• **About this task**
Wherever the string "Veteran" shows up in the data below, copy the whole line.

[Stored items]
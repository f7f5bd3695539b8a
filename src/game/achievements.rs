//! Achievement and player-tag catalogue.
//!
//! The catalogue is fixed at compile time. Evaluation is split in two:
//! - [`qualifying_achievements`] / [`qualifying_tags`] are pure: they inspect a snapshot
//!   and report which still-locked entries now qualify.
//! - [`GameState::evaluate_unlocks`] marks those entries unlocked and credits rewards.

use chrono::{DateTime, Utc};
use log::info;
use serde::{Deserialize, Serialize};

use super::types::{Achievement, GameState, PlayerTag, Rarity};

/// Coin/gem payout credited when an achievement unlocks.
#[derive(Debug, Clone, Copy, PartialEq, Eq, Default)]
pub struct Reward {
    pub coins: u64,
    pub gems: u64,
}

#[derive(Debug, Clone, Copy, PartialEq, Eq, Hash, Serialize, Deserialize)]
#[serde(rename_all = "snake_case")]
pub enum AchievementId {
    FirstVictory,
    Zone10,
    Zone25,
    Zone50,
    Streak10,
    Streak25,
    FirstChest,
    ResearchLevel10,
    Collector10,
    Collector50,
    FirstMythical,
    ShinyHunter,
    FirstPrestige,
}

impl AchievementId {
    pub const ALL: [AchievementId; 13] = [
        AchievementId::FirstVictory,
        AchievementId::Zone10,
        AchievementId::Zone25,
        AchievementId::Zone50,
        AchievementId::Streak10,
        AchievementId::Streak25,
        AchievementId::FirstChest,
        AchievementId::ResearchLevel10,
        AchievementId::Collector10,
        AchievementId::Collector50,
        AchievementId::FirstMythical,
        AchievementId::ShinyHunter,
        AchievementId::FirstPrestige,
    ];

    pub fn name(&self) -> &'static str {
        match self {
            AchievementId::FirstVictory => "First Blood",
            AchievementId::Zone10 => "Explorer",
            AchievementId::Zone25 => "Pathfinder",
            AchievementId::Zone50 => "Conqueror",
            AchievementId::Streak10 => "Sharp Mind",
            AchievementId::Streak25 => "Walking Encyclopedia",
            AchievementId::FirstChest => "Treasure Hunter",
            AchievementId::ResearchLevel10 => "Scientist",
            AchievementId::Collector10 => "Collector",
            AchievementId::Collector50 => "Hoarder",
            AchievementId::FirstMythical => "Myth Maker",
            AchievementId::ShinyHunter => "Shiny Hunter",
            AchievementId::FirstPrestige => "Reborn",
        }
    }

    pub fn description(&self) -> &'static str {
        match self {
            AchievementId::FirstVictory => "Defeat your first enemy",
            AchievementId::Zone10 => "Reach zone 10",
            AchievementId::Zone25 => "Reach zone 25",
            AchievementId::Zone50 => "Reach zone 50",
            AchievementId::Streak10 => "Answer 10 questions in a row correctly",
            AchievementId::Streak25 => "Answer 25 questions in a row correctly",
            AchievementId::FirstChest => "Open your first chest",
            AchievementId::ResearchLevel10 => "Raise any research track to level 10",
            AchievementId::Collector10 => "Discover 10 different items",
            AchievementId::Collector50 => "Discover 50 different items",
            AchievementId::FirstMythical => "Obtain a mythical item",
            AchievementId::ShinyHunter => "Mine a shiny gem",
            AchievementId::FirstPrestige => "Prestige for the first time",
        }
    }

    pub fn reward(&self) -> Reward {
        let (coins, gems) = match self {
            AchievementId::FirstVictory => (50, 0),
            AchievementId::Zone10 => (500, 10),
            AchievementId::Zone25 => (2_000, 25),
            AchievementId::Zone50 => (10_000, 100),
            AchievementId::Streak10 => (250, 5),
            AchievementId::Streak25 => (1_000, 20),
            AchievementId::FirstChest => (100, 0),
            AchievementId::ResearchLevel10 => (0, 50),
            AchievementId::Collector10 => (300, 0),
            AchievementId::Collector50 => (2_500, 30),
            AchievementId::FirstMythical => (0, 100),
            AchievementId::ShinyHunter => (0, 20),
            AchievementId::FirstPrestige => (5_000, 200),
        };
        Reward { coins, gems }
    }

    fn qualifies(&self, state: &GameState) -> bool {
        let stats = &state.statistics;
        let discovered =
            state.collection_book.weapons.len() + state.collection_book.armor.len();
        match self {
            AchievementId::FirstVictory => stats.total_victories >= 1,
            AchievementId::Zone10 => state.zone >= 10,
            AchievementId::Zone25 => state.zone >= 25,
            AchievementId::Zone50 => state.zone >= 50,
            AchievementId::Streak10 => state.knowledge_streak.best >= 10,
            AchievementId::Streak25 => state.knowledge_streak.best >= 25,
            AchievementId::FirstChest => stats.chests_opened >= 1,
            AchievementId::ResearchLevel10 => {
                let r = &state.research;
                r.atk.level >= 10 || r.def.level >= 10 || r.hp.level >= 10
            }
            AchievementId::Collector10 => discovered >= 10,
            AchievementId::Collector50 => discovered >= 50,
            AchievementId::FirstMythical => state
                .collection_book
                .rarity_stats
                .get(&Rarity::Mythical)
                .map_or(false, |n| *n >= 1),
            AchievementId::ShinyHunter => state.mining.total_shiny_gems_mined >= 1,
            AchievementId::FirstPrestige => state.progression.prestige_level >= 1,
        }
    }
}

#[derive(Debug, Clone, Copy, PartialEq, Eq, Hash, Serialize, Deserialize)]
#[serde(rename_all = "snake_case")]
pub enum TagId {
    Newcomer,
    Scholar,
    Veteran,
    TreasureSeeker,
    Unstoppable,
    GemBaron,
    Gardener,
    Legend,
}

impl TagId {
    pub const ALL: [TagId; 8] = [
        TagId::Newcomer,
        TagId::Scholar,
        TagId::Veteran,
        TagId::TreasureSeeker,
        TagId::Unstoppable,
        TagId::GemBaron,
        TagId::Gardener,
        TagId::Legend,
    ];

    pub fn name(&self) -> &'static str {
        match self {
            TagId::Newcomer => "Newcomer",
            TagId::Scholar => "Scholar",
            TagId::Veteran => "Veteran",
            TagId::TreasureSeeker => "Treasure Seeker",
            TagId::Unstoppable => "Unstoppable",
            TagId::GemBaron => "Gem Baron",
            TagId::Gardener => "Gardener",
            TagId::Legend => "Legend",
        }
    }

    pub fn description(&self) -> &'static str {
        match self {
            TagId::Newcomer => "Answered your first question",
            TagId::Scholar => "Answered 100 questions correctly",
            TagId::Veteran => "Won 100 battles",
            TagId::TreasureSeeker => "Opened 25 chests",
            TagId::Unstoppable => "Reached a 50 answer streak",
            TagId::GemBaron => "Earned 1000 gems",
            TagId::Gardener => "Grew the garden to full height",
            TagId::Legend => "Prestiged three times",
        }
    }

    fn qualifies(&self, state: &GameState) -> bool {
        let stats = &state.statistics;
        match self {
            TagId::Newcomer => stats.total_questions_answered >= 1,
            TagId::Scholar => stats.correct_answers >= 100,
            TagId::Veteran => stats.total_victories >= 100,
            TagId::TreasureSeeker => stats.chests_opened >= 25,
            TagId::Unstoppable => state.knowledge_streak.best >= 50,
            TagId::GemBaron => stats.gems_earned >= 1_000,
            TagId::Gardener => {
                let g = &state.garden_of_growth;
                g.max_growth_cm > 0.0 && g.growth_cm >= g.max_growth_cm
            }
            TagId::Legend => state.progression.prestige_level >= 3,
        }
    }
}

/// Every catalogue achievement, locked.
pub fn initial_achievements() -> Vec<Achievement> {
    AchievementId::ALL
        .iter()
        .map(|id| Achievement {
            id: *id,
            unlocked: false,
            unlocked_at: None,
        })
        .collect()
}

/// Every catalogue tag, locked.
pub fn initial_player_tags() -> Vec<PlayerTag> {
    TagId::ALL
        .iter()
        .map(|id| PlayerTag {
            id: *id,
            unlocked: false,
            unlocked_at: None,
        })
        .collect()
}

fn achievement_unlocked(state: &GameState, id: AchievementId) -> bool {
    state.achievements.iter().any(|a| a.id == id && a.unlocked)
}

fn tag_unlocked(state: &GameState, id: TagId) -> bool {
    state.player_tags.iter().any(|t| t.id == id && t.unlocked)
}

/// Locked achievements whose condition holds for `state`.
pub fn qualifying_achievements(state: &GameState) -> Vec<AchievementId> {
    AchievementId::ALL
        .iter()
        .copied()
        .filter(|id| !achievement_unlocked(state, *id) && id.qualifies(state))
        .collect()
}

/// Locked tags whose condition holds for `state`.
pub fn qualifying_tags(state: &GameState) -> Vec<TagId> {
    TagId::ALL
        .iter()
        .copied()
        .filter(|id| !tag_unlocked(state, *id) && id.qualifies(state))
        .collect()
}

/// What a single evaluation pass unlocked.
#[derive(Debug, Clone, Default, PartialEq, Eq)]
pub struct Unlocks {
    pub achievements: Vec<AchievementId>,
    pub tags: Vec<TagId>,
}

impl Unlocks {
    pub fn is_empty(&self) -> bool {
        self.achievements.is_empty() && self.tags.is_empty()
    }
}

impl GameState {
    /// Unlock everything that now qualifies and credit achievement rewards.
    pub fn evaluate_unlocks(&mut self, now: DateTime<Utc>) -> Unlocks {
        let achievements = qualifying_achievements(self);
        let tags = qualifying_tags(self);

        for id in &achievements {
            match self.achievements.iter_mut().find(|a| a.id == *id) {
                Some(entry) => {
                    entry.unlocked = true;
                    entry.unlocked_at = Some(now);
                }
                None => self.achievements.push(Achievement {
                    id: *id,
                    unlocked: true,
                    unlocked_at: Some(now),
                }),
            }
            let reward = id.reward();
            self.earn_coins(reward.coins);
            self.earn_gems(reward.gems);
            info!("Achievement unlocked: {} (+{} coins, +{} gems)", id.name(), reward.coins, reward.gems);
        }

        for id in &tags {
            match self.player_tags.iter_mut().find(|t| t.id == *id) {
                Some(entry) => {
                    entry.unlocked = true;
                    entry.unlocked_at = Some(now);
                }
                None => self.player_tags.push(PlayerTag {
                    id: *id,
                    unlocked: true,
                    unlocked_at: Some(now),
                }),
            }
            info!("Player tag earned: {}", id.name());
        }

        Unlocks { achievements, tags }
    }
}

#[cfg(test)]
mod tests {
    use super::*;

    #[test]
    fn fresh_state_has_full_locked_catalogue() {
        let s = GameState::default();
        assert_eq!(s.achievements.len(), AchievementId::ALL.len());
        assert_eq!(s.player_tags.len(), TagId::ALL.len());
        assert!(s.achievements.iter().all(|a| !a.unlocked));
        assert!(qualifying_achievements(&s).is_empty());
        assert!(qualifying_tags(&s).is_empty());
    }

    #[test]
    fn unlock_credits_reward_once() {
        let mut s = GameState::default();
        s.statistics.total_victories = 1;
        let now = Utc::now();
        let first = s.evaluate_unlocks(now);
        assert_eq!(first.achievements, vec![AchievementId::FirstVictory]);
        assert_eq!(s.coins, 100 + 50);

        let second = s.evaluate_unlocks(now);
        assert!(second.is_empty());
        assert_eq!(s.coins, 150);
    }

    #[test]
    fn zone_milestones_unlock_together() {
        let mut s = GameState::default();
        s.zone = 26;
        let unlocked = s.evaluate_unlocks(Utc::now());
        assert!(unlocked.achievements.contains(&AchievementId::Zone10));
        assert!(unlocked.achievements.contains(&AchievementId::Zone25));
        assert!(!unlocked.achievements.contains(&AchievementId::Zone50));
    }

    #[test]
    fn tags_have_no_reward() {
        let mut s = GameState::default();
        s.statistics.total_questions_answered = 1;
        let before = (s.coins, s.gems);
        let unlocked = s.evaluate_unlocks(Utc::now());
        assert_eq!(unlocked.tags, vec![TagId::Newcomer]);
        assert_eq!((s.coins, s.gems), before);
        assert!(s.player_tags.iter().any(|t| t.id == TagId::Newcomer && t.unlocked));
    }

    #[test]
    fn missing_entries_are_appended_on_unlock() {
        let mut s = GameState::default();
        s.achievements.clear();
        s.mining.total_shiny_gems_mined = 1;
        s.evaluate_unlocks(Utc::now());
        assert!(s
            .achievements
            .iter()
            .any(|a| a.id == AchievementId::ShinyHunter && a.unlocked));
    }
}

• **Problem solution**
    Veteran,
        TagId::Veteran,
            TagId::Veteran => "Veteran",
            TagId::Veteran => "Won 100 battles",
            TagId::Veteran => stats.total_victories >= 100,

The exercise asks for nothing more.